= RECORD SET =
Start of Block

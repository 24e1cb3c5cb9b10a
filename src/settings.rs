//! Game settings and preferences
//!
//! Persisted as JSON next to the best score. Gameplay constants are not
//! settings; see `consts`.

use std::io;
use std::path::{Path, PathBuf};
use std::time::Duration;

use serde::{Deserialize, Serialize};

use crate::consts::SPAWN_INTERVAL_MS;

/// Game settings/preferences
#[derive(Debug, Clone, PartialEq, Serialize, Deserialize)]
#[serde(default)]
pub struct Settings {
    // === Audio ===
    /// Master volume (0.0 - 1.0)
    pub master_volume: f32,
    /// Sound effects volume (0.0 - 1.0)
    pub sfx_volume: f32,
    /// Background music volume (0.0 - 1.0)
    pub music_volume: f32,
    /// Silence everything
    pub muted: bool,

    // === Session ===
    /// Time between coin batches
    pub spawn_interval_ms: u64,
    /// RNG seed; `None` seeds from the clock
    pub seed: Option<u64>,
    /// Where the best score is kept
    pub best_score_path: PathBuf,
}

impl Default for Settings {
    fn default() -> Self {
        Self {
            master_volume: 0.8,
            sfx_volume: 1.0,
            music_volume: 0.7,
            muted: false,

            spawn_interval_ms: SPAWN_INTERVAL_MS,
            seed: None,
            best_score_path: PathBuf::from("star_dodge_best.json"),
        }
    }
}

impl Settings {
    pub fn spawn_interval(&self) -> Duration {
        // A zero interval would spin the spawner thread
        Duration::from_millis(self.spawn_interval_ms.max(1))
    }

    /// Seed to use for this run
    pub fn resolve_seed(&self) -> u64 {
        self.seed.unwrap_or_else(|| {
            std::time::SystemTime::now()
                .duration_since(std::time::UNIX_EPOCH)
                .map(|d| d.as_nanos() as u64)
                .unwrap_or(0)
        })
    }

    /// Load settings from a JSON file, falling back to defaults
    pub fn load(path: &Path) -> Self {
        match std::fs::read_to_string(path) {
            Ok(json) => match serde_json::from_str(&json) {
                Ok(settings) => {
                    log::info!("Loaded settings from {}", path.display());
                    settings
                }
                Err(e) => {
                    log::warn!("Ignoring malformed settings in {}: {}", path.display(), e);
                    Self::default()
                }
            },
            Err(_) => {
                log::info!("Using default settings");
                Self::default()
            }
        }
    }

    /// Save settings as pretty JSON
    pub fn save(&self, path: &Path) -> io::Result<()> {
        let json = serde_json::to_string_pretty(self)?;
        std::fs::write(path, json)?;
        log::info!("Settings saved to {}", path.display());
        Ok(())
    }
}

End of Block

= PROBLEM STATEMENT =
Your answer must be the full listing, copied exactly.

= ANSWER TO THE PROBLEM =
repository 24e1cb3c5cb9b10a
filename src/settings.rs
//! Game settings and preferences
//!
//! Persisted as JSON next to the best score. Gameplay constants are not
//! settings; see `consts`.

use std::io;
use std::path::{Path, PathBuf};
use std::time::Duration;

use serde::{Deserialize, Serialize};

use crate::consts::SPAWN_INTERVAL_MS;

/// Game settings/preferences
#[derive(Debug, Clone, PartialEq, Serialize, Deserialize)]
#[serde(default)]
pub struct Settings {
    // === Audio ===
    /// Master volume (0.0 - 1.0)
    pub master_volume: f32,
    /// Sound effects volume (0.0 - 1.0)
    pub sfx_volume: f32,
    /// Background music volume (0.0 - 1.0)
    pub music_volume: f32,
    /// Silence everything
    pub muted: bool,

    // === Session ===
    /// Time between coin batches
    pub spawn_interval_ms: u64,
    /// RNG seed; `None` seeds from the clock
    pub seed: Option<u64>,
    /// Where the best score is kept
    pub best_score_path: PathBuf,
}

impl Default for Settings {
    fn default() -> Self {
        Self {
            master_volume: 0.8,
            sfx_volume: 1.0,
            music_volume: 0.7,
            muted: false,

            spawn_interval_ms: SPAWN_INTERVAL_MS,
            seed: None,
            best_score_path: PathBuf::from("star_dodge_best.json"),
        }
    }
}

impl Settings {
    pub fn spawn_interval(&self) -> Duration {
        // A zero interval would spin the spawner thread
        Duration::from_millis(self.spawn_interval_ms.max(1))
    }

    /// Seed to use for this run
    pub fn resolve_seed(&self) -> u64 {
        self.seed.unwrap_or_else(|| {
            std::time::SystemTime::now()
                .duration_since(std::time::UNIX_EPOCH)
                .map(|d| d.as_nanos() as u64)
                .unwrap_or(0)
        })
    }

    /// Load settings from a JSON file, falling back to defaults
    pub fn load(path: &Path) -> Self {
        match std::fs::read_to_string(path) {
            Ok(json) => match serde_json::from_str(&json) {
                Ok(settings) => {
                    log::info!("Loaded settings from {}", path.display());
                    settings
                }
                Err(e) => {
                    log::warn!("Ignoring malformed settings in {}: {}", path.display(), e);
                    Self::default()
                }
            },
            Err(_) => {
                log::info!("Using default settings");
                Self::default()
            }
        }
    }

    /// Save settings as pretty JSON
    pub fn save(&self, path: &Path) -> io::Result<()> {
        let json = serde_json::to_string_pretty(self)?;
        std::fs::write(path, json)?;
        log::info!("Settings saved to {}", path.display());
        Ok(())
    }
}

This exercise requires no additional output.